(Collected data)
+++
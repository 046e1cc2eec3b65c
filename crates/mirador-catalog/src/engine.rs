//! The versioned catalog engine.
//!
//! Upserts are idempotent by deterministic id and allocate
//! `max(version) + 1` under a per-key async lock, so version numbers are
//! dense per (tenant, natural key). The primary write always precedes the
//! version-row write; if the version row fails the caller retries and the
//! allocation reads the store again.

use std::sync::Arc;

use chrono::Utc;
use dashmap::DashMap;
use mirador_core::catalog::{VersionInfo, VersionRecord};
use mirador_core::ids::{deterministic_id, version_id};
use mirador_core::validation::validate_tenant_id;
use mirador_core::{CoreError, Result};
use mirador_store::{is_missing_class, DynVectorBackend, QuerySpec, SchemaBootstrap};
use serde_json::Value;
use tokio::sync::Mutex;
use tracing::warn;
use uuid::Uuid;

use crate::entity::CatalogEntity;

/// Hard cap on version-history listings.
pub const MAX_VERSION_LISTING: usize = 1000;

/// Fields fetched from version classes.
const VERSION_FIELDS: [&str; 6] = ["tenantId", "key", "version", "payload", "author", "createdAt"];

/// Tenant-scoped, versioned registry over a vector backend.
pub struct CatalogEngine {
    backend: Arc<DynVectorBackend>,
    bootstrap: Arc<SchemaBootstrap>,
    key_locks: DashMap<String, Arc<Mutex<()>>>,
}

impl CatalogEngine {
    pub fn new(backend: Arc<DynVectorBackend>, bootstrap: Arc<SchemaBootstrap>) -> Self {
        Self {
            backend,
            bootstrap,
            key_locks: DashMap::new(),
        }
    }

    pub fn backend(&self) -> &Arc<DynVectorBackend> {
        &self.backend
    }

    pub(crate) fn bootstrap(&self) -> &Arc<SchemaBootstrap> {
        &self.bootstrap
    }

    /// Upsert an entity, allocating the next version. Returns the version
    /// written.
    pub async fn upsert<E: CatalogEntity>(&self, mut entity: E, author: &str) -> Result<i64> {
        validate_tenant_id(entity.tenant_id())?;
        self.bootstrap.ensure(self.backend.as_ref()).await?;

        let tenant = entity.tenant_id().to_string();
        let key_values = entity.key_values();
        let key_refs: Vec<&str> = key_values.iter().map(String::as_str).collect();
        let joined_key = key_values.join("/");

        // Serialize the read-modify-write per (class, tenant, key) so
        // concurrent upserts cannot allocate the same or out-of-order
        // version numbers.
        let lock = self.key_lock(E::CLASS, &tenant, &joined_key);
        let _guard = lock.lock().await;

        let current = self.max_version::<E>(&tenant, &joined_key).await?;
        let next = current + 1;
        let now = Utc::now();
        entity.set_version(next);
        entity.touch(now);

        let primary_id = deterministic_id(E::CLASS, &tenant, &key_refs);
        self.put_with_retry(E::CLASS, primary_id, entity.to_properties()?)
            .await?;

        let record = VersionRecord {
            tenant_id: tenant.clone(),
            key: joined_key,
            version: next,
            payload: serde_json::to_string(&entity)?,
            author: author.to_string(),
            created_at: now,
        };
        let vid = version_id(E::VERSION_CLASS, &tenant, &key_refs, next);
        self.put_with_retry(E::VERSION_CLASS, vid, serde_json::to_value(&record)?)
            .await
            .map_err(|e| {
                // The primary row is already current; a failed version row
                // leaves history short until the caller retries.
                warn!(
                    kind = E::KIND,
                    tenant_id = %tenant,
                    version = next,
                    error = %e,
                    "version row write failed after primary write"
                );
                e
            })?;

        Ok(next)
    }

    /// Fetch the current definition by natural key.
    pub async fn get<E: CatalogEntity>(&self, tenant_id: &str, key_values: &[&str]) -> Result<E> {
        validate_tenant_id(tenant_id)?;
        let mut spec = QuerySpec::new(E::CLASS)
            .fields(E::fields())
            .where_text("tenantId", tenant_id)
            .limit(1);
        for (field, value) in E::KEY_FIELDS.iter().zip(key_values) {
            spec = spec.where_text(*field, *value);
        }

        let rows = self.rows_or_empty::<E>(&spec).await?;
        match rows.first() {
            Some(row) => E::from_properties(row),
            None => Err(CoreError::not_found(E::KIND, key_values.join("/"))),
        }
    }

    /// List entities by equality filters, sorted by the first key field.
    pub async fn list<E: CatalogEntity>(
        &self,
        tenant_id: &str,
        eq_filters: &[(&str, &str)],
        limit: usize,
    ) -> Result<Vec<E>> {
        validate_tenant_id(tenant_id)?;
        let mut spec = QuerySpec::new(E::CLASS)
            .fields(E::fields())
            .where_text("tenantId", tenant_id)
            .limit(limit);
        for (field, value) in eq_filters {
            spec = spec.where_text(*field, *value);
        }
        if let Some(first_key) = E::KEY_FIELDS.first() {
            spec = spec.sort_asc(*first_key);
        }

        let rows = self.rows_or_empty::<E>(&spec).await?;
        rows.iter().map(E::from_properties).collect()
    }

    /// List version history, newest first, capped at 1000 rows.
    pub async fn list_versions<E: CatalogEntity>(
        &self,
        tenant_id: &str,
        key_values: &[&str],
    ) -> Result<Vec<VersionInfo>> {
        validate_tenant_id(tenant_id)?;
        let spec = self
            .version_query::<E>(tenant_id, key_values)
            .sort_desc("version")
            .limit(MAX_VERSION_LISTING);

        let rows = self.rows_or_empty::<E>(&spec).await?;
        rows.iter()
            .map(|row| {
                let record: VersionRecord = serde_json::from_value(row.clone())?;
                Ok(record.info())
            })
            .collect()
    }

    /// Fetch one exact version: the payload snapshot plus its info row.
    pub async fn get_version<E: CatalogEntity>(
        &self,
        tenant_id: &str,
        key_values: &[&str],
        version: i64,
    ) -> Result<(E, VersionInfo)> {
        validate_tenant_id(tenant_id)?;
        let spec = self
            .version_query::<E>(tenant_id, key_values)
            .where_int("version", version)
            .limit(1);

        let rows = self.rows_or_empty::<E>(&spec).await?;
        let row = rows.first().ok_or_else(|| {
            CoreError::not_found(E::KIND, format!("{}@v{version}", key_values.join("/")))
        })?;
        let record: VersionRecord = serde_json::from_value(row.clone())?;
        let entity: E = serde_json::from_str(&record.payload)?;
        Ok((entity, record.info()))
    }

    /// Delete the primary row. Version rows are retained for audit, and a
    /// later upsert of the same key resumes at `max(version) + 1`.
    pub async fn delete<E: CatalogEntity>(
        &self,
        tenant_id: &str,
        key_values: &[&str],
    ) -> Result<bool> {
        validate_tenant_id(tenant_id)?;
        let id = deterministic_id(E::CLASS, tenant_id, key_values);
        self.backend.delete_object(E::CLASS, id).await
    }

    fn key_lock(&self, class: &str, tenant_id: &str, key: &str) -> Arc<Mutex<()>> {
        let lock_key = format!("{class}\u{1f}{tenant_id}\u{1f}{key}");
        self.key_locks
            .entry(lock_key)
            .or_insert_with(|| Arc::new(Mutex::new(())))
            .clone()
    }

    fn version_query<E: CatalogEntity>(&self, tenant_id: &str, key_values: &[&str]) -> QuerySpec {
        QuerySpec::new(E::VERSION_CLASS)
            .fields(VERSION_FIELDS)
            .where_text("tenantId", tenant_id)
            .where_text("key", key_values.join("/"))
    }

    async fn max_version<E: CatalogEntity>(&self, tenant_id: &str, key: &str) -> Result<i64> {
        let spec = QuerySpec::new(E::VERSION_CLASS)
            .fields(["version"])
            .where_text("tenantId", tenant_id)
            .where_text("key", key)
            .sort_desc("version")
            .limit(1);
        let rows = self.rows_or_empty::<E>(&spec).await?;
        Ok(rows
            .first()
            .and_then(|row| row.get("version"))
            .and_then(Value::as_i64)
            .unwrap_or(0))
    }

    /// Run a query, treating a missing backing class as an empty result
    /// with a monitoring signal.
    async fn rows_or_empty<E: CatalogEntity>(&self, spec: &QuerySpec) -> Result<Vec<Value>> {
        match self.backend.query(spec).await {
            Ok(rows) => Ok(rows),
            Err(err) if is_missing_class(&err) => {
                warn!(
                    class = %spec.class,
                    kind = E::KIND,
                    "backing class missing; treating as empty"
                );
                Ok(Vec::new())
            }
            Err(err) => Err(err),
        }
    }

    /// Put an object, re-running bootstrap and retrying exactly once when
    /// the store reports the class missing.
    async fn put_with_retry(&self, class: &str, id: Uuid, properties: Value) -> Result<()> {
        match self.backend.put_object(class, id, properties.clone()).await {
            Ok(()) => Ok(()),
            Err(err) if is_missing_class(&err) => {
                warn!(class, error = %err, "write hit missing class; re-running bootstrap");
                self.bootstrap.force(self.backend.as_ref()).await?;
                self.backend.put_object(class, id, properties).await
            }
            Err(err) => Err(err),
        }
    }
}

#[cfg(test)]
mod tests {
    use super::*;
    use mirador_core::catalog::Metric;
    use mirador_store::MemoryStore;

    fn metric(tenant: &str, name: &str, description: &str) -> Metric {
        Metric {
            tenant_id: tenant.into(),
            name: name.into(),
            description: description.into(),
            owner: "team".into(),
            tags: vec!["env:dev".into()],
            category: "infra".into(),
            sentiment: "neutral".into(),
            unit: "percent".into(),
            source: "node_exporter".into(),
            version: 1,
            updated_at: Utc::now(),
        }
    }

    fn engine() -> CatalogEngine {
        CatalogEngine::new(Arc::new(MemoryStore::new()), SchemaBootstrap::new())
    }

    #[tokio::test]
    async fn upsert_allocates_dense_versions() {
        let engine = engine();
        for n in 1..=4i64 {
            let v = engine
                .upsert(metric("t1", "cpu_usage", &format!("v{n}")), "tester")
                .await
                .unwrap();
            assert_eq!(v, n);
        }

        let versions = engine
            .list_versions::<Metric>("t1", &["cpu_usage"])
            .await
            .unwrap();
        assert_eq!(
            versions.iter().map(|v| v.version).collect::<Vec<_>>(),
            vec![4, 3, 2, 1]
        );
    }

    #[tokio::test]
    async fn get_returns_current_definition() {
        let engine = engine();
        engine
            .upsert(metric("t1", "cpu_usage", "v1"), "tester")
            .await
            .unwrap();
        engine
            .upsert(metric("t1", "cpu_usage", "v2"), "tester")
            .await
            .unwrap();

        let current = engine.get::<Metric>("t1", &["cpu_usage"]).await.unwrap();
        assert_eq!(current.description, "v2");
        assert_eq!(current.version, 2);
    }

    #[tokio::test]
    async fn get_version_returns_exact_snapshot() {
        let engine = engine();
        engine
            .upsert(metric("t1", "cpu_usage", "v1"), "alice")
            .await
            .unwrap();
        engine
            .upsert(metric("t1", "cpu_usage", "v2"), "bob")
            .await
            .unwrap();

        let (snapshot, info) = engine
            .get_version::<Metric>("t1", &["cpu_usage"], 1)
            .await
            .unwrap();
        assert_eq!(snapshot.description, "v1");
        assert_eq!(info.version, 1);
        assert_eq!(info.author, "alice");
    }

    #[tokio::test]
    async fn tenants_are_isolated() {
        let engine = engine();
        engine
            .upsert(metric("t1", "cpu_usage", "v1"), "tester")
            .await
            .unwrap();

        let err = engine
            .get::<Metric>("t2", &["cpu_usage"])
            .await
            .unwrap_err();
        assert!(matches!(err, CoreError::NotFound { .. }));
    }

    #[tokio::test]
    async fn delete_keeps_history_and_resumes_versioning() {
        let engine = engine();
        engine
            .upsert(metric("t1", "cpu_usage", "v1"), "tester")
            .await
            .unwrap();
        engine
            .upsert(metric("t1", "cpu_usage", "v2"), "tester")
            .await
            .unwrap();

        assert!(engine.delete::<Metric>("t1", &["cpu_usage"]).await.unwrap());
        assert!(engine
            .get::<Metric>("t1", &["cpu_usage"])
            .await
            .is_err());

        // History survives the delete.
        let versions = engine
            .list_versions::<Metric>("t1", &["cpu_usage"])
            .await
            .unwrap();
        assert_eq!(versions.len(), 2);

        // A later upsert resumes after the retained history.
        let v = engine
            .upsert(metric("t1", "cpu_usage", "v3"), "tester")
            .await
            .unwrap();
        assert_eq!(v, 3);
    }

    #[tokio::test]
    async fn concurrent_upserts_stay_dense() {
        let engine = Arc::new(engine());
        let mut handles = Vec::new();
        for n in 0..8 {
            let engine = Arc::clone(&engine);
            handles.push(tokio::spawn(async move {
                engine
                    .upsert(metric("t1", "cpu_usage", &format!("w{n}")), "tester")
                    .await
            }));
        }
        let mut versions: Vec<i64> = Vec::new();
        for h in handles {
            versions.push(h.await.unwrap().unwrap());
        }
        versions.sort_unstable();
        assert_eq!(versions, (1..=8).collect::<Vec<i64>>());
    }

    #[tokio::test]
    async fn missing_tenant_is_a_validation_error() {
        let engine = engine();
        let err = engine.get::<Metric>("", &["cpu_usage"]).await.unwrap_err();
        assert!(matches!(err, CoreError::Validation { .. }));
    }
}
+++
Assignment ::
Where in the entries above does the word "treating" appear? Copy each line that has it.

Solution to the problem ::
    /// Run a query, treating a missing backing class as an empty result
                    "backing class missing; treating as empty"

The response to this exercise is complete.